▶ _Directions for this task_: Below are the records; count how many of their lines carry "LocationRepository" and give only the number.

⁂

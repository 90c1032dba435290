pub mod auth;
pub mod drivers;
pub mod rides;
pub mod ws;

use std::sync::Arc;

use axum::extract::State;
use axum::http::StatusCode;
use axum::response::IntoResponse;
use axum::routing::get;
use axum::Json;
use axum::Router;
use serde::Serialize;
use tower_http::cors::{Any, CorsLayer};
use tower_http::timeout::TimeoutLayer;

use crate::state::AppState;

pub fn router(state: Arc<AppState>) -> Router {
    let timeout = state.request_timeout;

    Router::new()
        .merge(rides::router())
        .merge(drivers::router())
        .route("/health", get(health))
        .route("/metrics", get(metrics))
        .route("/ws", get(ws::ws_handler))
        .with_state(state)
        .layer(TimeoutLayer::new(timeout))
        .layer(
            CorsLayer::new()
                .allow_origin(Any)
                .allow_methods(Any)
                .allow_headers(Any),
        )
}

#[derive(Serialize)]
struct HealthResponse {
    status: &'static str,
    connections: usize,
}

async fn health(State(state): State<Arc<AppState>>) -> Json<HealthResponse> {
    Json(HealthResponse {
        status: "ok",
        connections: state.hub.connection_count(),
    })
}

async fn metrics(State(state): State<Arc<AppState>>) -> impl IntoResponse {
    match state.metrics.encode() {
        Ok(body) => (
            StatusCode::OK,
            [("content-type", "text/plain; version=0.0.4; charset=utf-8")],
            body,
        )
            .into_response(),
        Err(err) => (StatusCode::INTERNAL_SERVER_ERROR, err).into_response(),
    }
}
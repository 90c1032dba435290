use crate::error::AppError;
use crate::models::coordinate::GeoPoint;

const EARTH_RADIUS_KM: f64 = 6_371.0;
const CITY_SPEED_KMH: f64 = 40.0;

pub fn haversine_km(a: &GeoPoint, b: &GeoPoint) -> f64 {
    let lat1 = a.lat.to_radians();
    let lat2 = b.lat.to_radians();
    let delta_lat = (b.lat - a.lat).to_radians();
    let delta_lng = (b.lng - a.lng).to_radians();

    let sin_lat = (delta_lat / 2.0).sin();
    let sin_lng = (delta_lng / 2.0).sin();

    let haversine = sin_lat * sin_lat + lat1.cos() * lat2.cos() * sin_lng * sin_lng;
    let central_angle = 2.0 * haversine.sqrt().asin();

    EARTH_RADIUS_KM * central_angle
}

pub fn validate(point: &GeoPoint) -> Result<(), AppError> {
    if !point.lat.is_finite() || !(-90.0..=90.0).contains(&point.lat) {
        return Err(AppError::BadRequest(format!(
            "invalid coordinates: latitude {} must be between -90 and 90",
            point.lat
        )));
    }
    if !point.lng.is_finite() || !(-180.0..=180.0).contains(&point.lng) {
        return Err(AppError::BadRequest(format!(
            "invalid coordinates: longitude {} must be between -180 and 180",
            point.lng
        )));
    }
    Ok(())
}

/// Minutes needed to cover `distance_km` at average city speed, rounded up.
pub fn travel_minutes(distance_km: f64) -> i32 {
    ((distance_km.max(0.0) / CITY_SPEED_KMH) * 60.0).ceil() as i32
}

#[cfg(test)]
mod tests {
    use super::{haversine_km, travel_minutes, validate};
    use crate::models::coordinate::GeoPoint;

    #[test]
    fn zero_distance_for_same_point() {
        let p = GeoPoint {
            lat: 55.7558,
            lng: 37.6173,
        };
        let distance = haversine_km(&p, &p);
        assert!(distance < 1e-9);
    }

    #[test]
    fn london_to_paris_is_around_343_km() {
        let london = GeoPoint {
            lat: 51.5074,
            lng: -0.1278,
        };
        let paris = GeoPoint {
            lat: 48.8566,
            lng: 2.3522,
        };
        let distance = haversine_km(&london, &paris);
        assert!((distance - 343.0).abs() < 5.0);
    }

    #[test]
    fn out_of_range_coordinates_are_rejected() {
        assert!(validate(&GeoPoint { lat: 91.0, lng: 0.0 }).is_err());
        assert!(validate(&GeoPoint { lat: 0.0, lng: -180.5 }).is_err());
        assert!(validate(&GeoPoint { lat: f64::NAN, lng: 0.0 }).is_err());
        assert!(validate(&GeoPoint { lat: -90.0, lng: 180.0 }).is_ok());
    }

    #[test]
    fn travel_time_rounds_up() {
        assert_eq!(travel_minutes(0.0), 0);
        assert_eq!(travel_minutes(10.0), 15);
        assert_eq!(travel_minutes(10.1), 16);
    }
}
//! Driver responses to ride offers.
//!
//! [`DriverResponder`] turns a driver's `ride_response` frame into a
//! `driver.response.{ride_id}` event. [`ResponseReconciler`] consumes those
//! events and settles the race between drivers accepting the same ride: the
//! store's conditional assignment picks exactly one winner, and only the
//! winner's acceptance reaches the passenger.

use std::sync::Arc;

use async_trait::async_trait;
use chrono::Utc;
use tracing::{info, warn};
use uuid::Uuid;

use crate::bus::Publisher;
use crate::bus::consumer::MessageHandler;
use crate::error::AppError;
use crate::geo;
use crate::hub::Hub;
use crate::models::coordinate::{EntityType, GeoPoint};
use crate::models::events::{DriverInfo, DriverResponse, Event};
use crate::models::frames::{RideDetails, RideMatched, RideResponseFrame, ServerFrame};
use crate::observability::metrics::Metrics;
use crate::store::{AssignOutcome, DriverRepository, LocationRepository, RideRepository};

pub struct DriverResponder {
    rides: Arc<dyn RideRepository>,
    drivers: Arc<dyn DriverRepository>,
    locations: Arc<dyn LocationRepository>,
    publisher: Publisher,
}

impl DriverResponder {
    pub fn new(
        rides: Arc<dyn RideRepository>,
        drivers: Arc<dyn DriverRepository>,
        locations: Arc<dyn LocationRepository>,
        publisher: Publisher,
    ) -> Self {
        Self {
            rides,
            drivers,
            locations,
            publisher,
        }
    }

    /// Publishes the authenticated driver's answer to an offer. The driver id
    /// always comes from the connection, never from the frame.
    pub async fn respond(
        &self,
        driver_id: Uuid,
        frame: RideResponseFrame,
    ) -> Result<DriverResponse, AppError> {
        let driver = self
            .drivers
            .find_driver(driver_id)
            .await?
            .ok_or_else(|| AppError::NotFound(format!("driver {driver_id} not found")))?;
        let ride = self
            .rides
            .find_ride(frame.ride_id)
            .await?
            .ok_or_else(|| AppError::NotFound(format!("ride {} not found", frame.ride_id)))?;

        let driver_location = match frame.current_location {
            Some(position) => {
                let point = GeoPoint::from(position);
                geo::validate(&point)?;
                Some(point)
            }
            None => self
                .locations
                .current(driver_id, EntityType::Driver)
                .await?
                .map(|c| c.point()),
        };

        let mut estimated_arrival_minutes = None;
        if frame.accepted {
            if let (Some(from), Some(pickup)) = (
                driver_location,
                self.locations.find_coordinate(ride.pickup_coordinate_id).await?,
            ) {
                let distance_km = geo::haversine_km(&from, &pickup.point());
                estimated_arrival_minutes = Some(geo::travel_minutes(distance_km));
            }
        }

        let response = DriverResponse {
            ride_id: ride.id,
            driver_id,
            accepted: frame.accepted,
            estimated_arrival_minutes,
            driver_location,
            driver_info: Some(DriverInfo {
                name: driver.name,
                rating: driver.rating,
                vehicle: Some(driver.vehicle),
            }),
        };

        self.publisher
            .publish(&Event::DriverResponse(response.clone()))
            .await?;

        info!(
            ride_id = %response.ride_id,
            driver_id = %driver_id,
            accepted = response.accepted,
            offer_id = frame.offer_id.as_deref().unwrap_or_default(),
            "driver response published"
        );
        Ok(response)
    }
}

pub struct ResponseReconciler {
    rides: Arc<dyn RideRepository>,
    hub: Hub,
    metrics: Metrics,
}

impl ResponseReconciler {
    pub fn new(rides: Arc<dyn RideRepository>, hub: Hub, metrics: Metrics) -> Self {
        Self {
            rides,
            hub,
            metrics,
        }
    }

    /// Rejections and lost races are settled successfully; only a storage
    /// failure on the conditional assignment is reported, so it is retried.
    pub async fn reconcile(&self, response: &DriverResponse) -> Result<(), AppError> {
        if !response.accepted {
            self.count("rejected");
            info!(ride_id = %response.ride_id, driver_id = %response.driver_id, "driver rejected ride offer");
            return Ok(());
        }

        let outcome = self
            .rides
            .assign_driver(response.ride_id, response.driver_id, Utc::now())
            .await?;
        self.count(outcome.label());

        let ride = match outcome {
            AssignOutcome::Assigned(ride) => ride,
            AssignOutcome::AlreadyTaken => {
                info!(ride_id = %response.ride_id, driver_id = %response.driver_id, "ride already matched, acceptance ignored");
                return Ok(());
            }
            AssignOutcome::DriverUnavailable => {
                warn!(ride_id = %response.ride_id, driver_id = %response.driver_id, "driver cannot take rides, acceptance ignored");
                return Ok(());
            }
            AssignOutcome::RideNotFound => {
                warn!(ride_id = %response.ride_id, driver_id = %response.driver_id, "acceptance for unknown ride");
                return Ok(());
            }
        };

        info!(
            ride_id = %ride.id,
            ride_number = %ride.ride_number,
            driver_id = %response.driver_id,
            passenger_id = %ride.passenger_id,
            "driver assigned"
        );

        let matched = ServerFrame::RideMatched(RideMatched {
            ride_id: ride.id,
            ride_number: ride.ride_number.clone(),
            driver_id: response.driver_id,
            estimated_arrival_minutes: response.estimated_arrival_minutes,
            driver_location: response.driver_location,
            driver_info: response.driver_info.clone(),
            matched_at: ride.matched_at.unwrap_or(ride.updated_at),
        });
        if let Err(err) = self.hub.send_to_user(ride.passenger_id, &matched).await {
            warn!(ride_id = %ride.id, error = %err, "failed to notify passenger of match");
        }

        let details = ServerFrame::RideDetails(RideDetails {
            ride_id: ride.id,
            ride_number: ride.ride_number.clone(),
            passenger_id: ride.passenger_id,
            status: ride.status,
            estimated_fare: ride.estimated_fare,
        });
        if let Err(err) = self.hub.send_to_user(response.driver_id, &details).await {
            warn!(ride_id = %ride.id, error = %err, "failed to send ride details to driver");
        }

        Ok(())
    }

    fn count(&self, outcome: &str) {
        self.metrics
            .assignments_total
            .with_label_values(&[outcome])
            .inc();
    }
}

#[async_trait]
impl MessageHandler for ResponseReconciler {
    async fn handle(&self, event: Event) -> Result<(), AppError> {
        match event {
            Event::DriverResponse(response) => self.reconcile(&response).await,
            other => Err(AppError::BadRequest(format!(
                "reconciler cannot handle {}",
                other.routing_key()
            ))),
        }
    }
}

⁂

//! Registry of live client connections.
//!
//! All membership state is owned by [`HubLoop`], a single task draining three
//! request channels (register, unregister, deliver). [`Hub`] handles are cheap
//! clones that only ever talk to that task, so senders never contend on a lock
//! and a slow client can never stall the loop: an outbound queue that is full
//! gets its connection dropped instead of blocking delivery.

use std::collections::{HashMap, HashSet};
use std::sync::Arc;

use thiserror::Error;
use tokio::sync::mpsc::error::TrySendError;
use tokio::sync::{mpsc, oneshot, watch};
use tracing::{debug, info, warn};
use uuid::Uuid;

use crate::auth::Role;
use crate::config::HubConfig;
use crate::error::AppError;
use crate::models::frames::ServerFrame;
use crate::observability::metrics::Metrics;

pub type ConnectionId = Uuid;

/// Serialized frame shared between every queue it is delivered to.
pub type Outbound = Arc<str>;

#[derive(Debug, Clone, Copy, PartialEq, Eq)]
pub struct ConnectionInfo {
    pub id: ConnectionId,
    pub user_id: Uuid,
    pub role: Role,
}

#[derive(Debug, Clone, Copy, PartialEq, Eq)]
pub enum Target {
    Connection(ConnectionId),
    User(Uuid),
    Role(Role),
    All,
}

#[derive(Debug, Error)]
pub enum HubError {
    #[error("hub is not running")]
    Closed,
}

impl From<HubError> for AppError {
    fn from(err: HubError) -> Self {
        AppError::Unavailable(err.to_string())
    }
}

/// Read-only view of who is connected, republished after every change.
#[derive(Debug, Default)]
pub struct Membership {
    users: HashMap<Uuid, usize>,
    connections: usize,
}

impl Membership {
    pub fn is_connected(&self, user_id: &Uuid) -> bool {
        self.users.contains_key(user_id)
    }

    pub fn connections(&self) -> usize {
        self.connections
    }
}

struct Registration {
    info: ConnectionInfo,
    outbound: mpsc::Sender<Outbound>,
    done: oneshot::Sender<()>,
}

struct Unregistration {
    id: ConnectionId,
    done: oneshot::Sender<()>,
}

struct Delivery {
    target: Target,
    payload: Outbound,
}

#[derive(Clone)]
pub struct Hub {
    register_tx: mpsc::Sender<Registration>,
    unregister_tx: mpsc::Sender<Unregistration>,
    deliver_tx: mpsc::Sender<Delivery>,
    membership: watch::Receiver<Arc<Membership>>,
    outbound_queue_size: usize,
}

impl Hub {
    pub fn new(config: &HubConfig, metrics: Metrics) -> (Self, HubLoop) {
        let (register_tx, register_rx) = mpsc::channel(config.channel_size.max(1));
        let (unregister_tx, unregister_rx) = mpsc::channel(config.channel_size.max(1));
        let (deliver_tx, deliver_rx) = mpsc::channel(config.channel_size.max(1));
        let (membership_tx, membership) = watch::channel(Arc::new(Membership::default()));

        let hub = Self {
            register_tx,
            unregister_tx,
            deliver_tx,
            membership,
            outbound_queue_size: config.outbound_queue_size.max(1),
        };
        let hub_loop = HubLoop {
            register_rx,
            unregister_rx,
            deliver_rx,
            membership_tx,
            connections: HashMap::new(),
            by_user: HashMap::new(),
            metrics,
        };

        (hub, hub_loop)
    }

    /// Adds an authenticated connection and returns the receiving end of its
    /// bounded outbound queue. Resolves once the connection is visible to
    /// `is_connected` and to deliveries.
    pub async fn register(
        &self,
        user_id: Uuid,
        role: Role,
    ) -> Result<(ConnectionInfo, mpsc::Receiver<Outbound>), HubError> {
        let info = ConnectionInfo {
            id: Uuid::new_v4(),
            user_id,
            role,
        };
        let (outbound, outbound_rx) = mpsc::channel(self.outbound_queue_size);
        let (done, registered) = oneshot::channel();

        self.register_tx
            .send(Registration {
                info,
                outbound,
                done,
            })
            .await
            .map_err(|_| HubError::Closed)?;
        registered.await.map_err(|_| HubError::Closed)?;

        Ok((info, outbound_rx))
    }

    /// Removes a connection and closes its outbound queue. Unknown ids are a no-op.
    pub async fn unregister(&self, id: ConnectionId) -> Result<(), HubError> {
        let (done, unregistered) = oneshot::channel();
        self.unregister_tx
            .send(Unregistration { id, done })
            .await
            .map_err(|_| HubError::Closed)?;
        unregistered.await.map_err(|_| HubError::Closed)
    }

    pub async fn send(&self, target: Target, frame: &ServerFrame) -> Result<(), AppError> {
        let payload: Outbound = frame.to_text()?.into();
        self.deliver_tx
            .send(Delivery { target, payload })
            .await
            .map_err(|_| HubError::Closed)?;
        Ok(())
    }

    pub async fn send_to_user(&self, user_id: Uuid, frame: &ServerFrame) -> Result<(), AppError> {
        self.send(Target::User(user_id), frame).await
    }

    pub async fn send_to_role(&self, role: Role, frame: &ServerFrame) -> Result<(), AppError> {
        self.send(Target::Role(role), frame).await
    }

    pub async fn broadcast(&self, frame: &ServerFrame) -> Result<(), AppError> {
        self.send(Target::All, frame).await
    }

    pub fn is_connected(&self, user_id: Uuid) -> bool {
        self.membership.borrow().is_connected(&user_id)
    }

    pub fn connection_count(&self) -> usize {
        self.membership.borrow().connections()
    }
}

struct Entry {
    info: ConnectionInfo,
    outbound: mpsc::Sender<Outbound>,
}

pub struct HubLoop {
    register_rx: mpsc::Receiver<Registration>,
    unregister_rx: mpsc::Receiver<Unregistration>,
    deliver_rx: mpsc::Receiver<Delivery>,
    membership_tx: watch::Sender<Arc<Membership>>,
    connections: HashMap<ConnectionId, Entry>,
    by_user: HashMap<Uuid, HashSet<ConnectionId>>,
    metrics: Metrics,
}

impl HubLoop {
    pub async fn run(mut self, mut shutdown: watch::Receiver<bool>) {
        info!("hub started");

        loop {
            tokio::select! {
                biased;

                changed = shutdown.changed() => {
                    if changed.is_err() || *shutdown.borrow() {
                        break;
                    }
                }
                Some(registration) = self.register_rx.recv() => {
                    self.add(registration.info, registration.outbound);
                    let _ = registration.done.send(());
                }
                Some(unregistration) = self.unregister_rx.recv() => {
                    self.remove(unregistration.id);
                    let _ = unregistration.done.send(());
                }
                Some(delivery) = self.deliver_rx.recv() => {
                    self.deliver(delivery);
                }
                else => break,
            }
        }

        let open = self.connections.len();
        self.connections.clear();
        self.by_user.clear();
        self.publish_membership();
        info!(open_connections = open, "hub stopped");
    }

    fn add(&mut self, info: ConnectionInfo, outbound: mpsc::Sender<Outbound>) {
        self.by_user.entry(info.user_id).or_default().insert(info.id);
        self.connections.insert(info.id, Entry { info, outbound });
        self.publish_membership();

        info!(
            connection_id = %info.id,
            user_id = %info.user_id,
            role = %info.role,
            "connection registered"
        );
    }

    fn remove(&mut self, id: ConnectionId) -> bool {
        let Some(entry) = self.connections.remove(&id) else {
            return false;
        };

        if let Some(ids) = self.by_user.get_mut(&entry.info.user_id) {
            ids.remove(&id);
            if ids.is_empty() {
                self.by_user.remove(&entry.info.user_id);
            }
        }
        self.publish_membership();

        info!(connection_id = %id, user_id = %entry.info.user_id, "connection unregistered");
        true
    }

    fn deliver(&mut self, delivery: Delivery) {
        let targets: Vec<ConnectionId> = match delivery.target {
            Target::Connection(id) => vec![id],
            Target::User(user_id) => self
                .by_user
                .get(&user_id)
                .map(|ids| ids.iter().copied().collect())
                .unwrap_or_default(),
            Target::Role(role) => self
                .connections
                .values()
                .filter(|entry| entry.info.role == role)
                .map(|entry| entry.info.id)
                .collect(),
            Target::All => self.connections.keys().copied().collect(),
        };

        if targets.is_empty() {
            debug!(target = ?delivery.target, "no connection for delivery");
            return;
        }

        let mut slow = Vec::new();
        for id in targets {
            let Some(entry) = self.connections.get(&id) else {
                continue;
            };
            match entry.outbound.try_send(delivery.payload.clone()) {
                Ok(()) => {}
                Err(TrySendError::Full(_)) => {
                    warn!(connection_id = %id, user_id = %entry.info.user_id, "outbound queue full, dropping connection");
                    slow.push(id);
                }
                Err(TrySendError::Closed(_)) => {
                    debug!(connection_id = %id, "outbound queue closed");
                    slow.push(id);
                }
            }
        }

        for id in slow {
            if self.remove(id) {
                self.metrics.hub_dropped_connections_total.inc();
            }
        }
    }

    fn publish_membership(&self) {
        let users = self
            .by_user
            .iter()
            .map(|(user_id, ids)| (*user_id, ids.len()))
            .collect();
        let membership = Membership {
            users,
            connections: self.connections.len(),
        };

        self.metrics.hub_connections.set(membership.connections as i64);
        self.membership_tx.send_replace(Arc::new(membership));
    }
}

⁂

▶ _Task response_: 3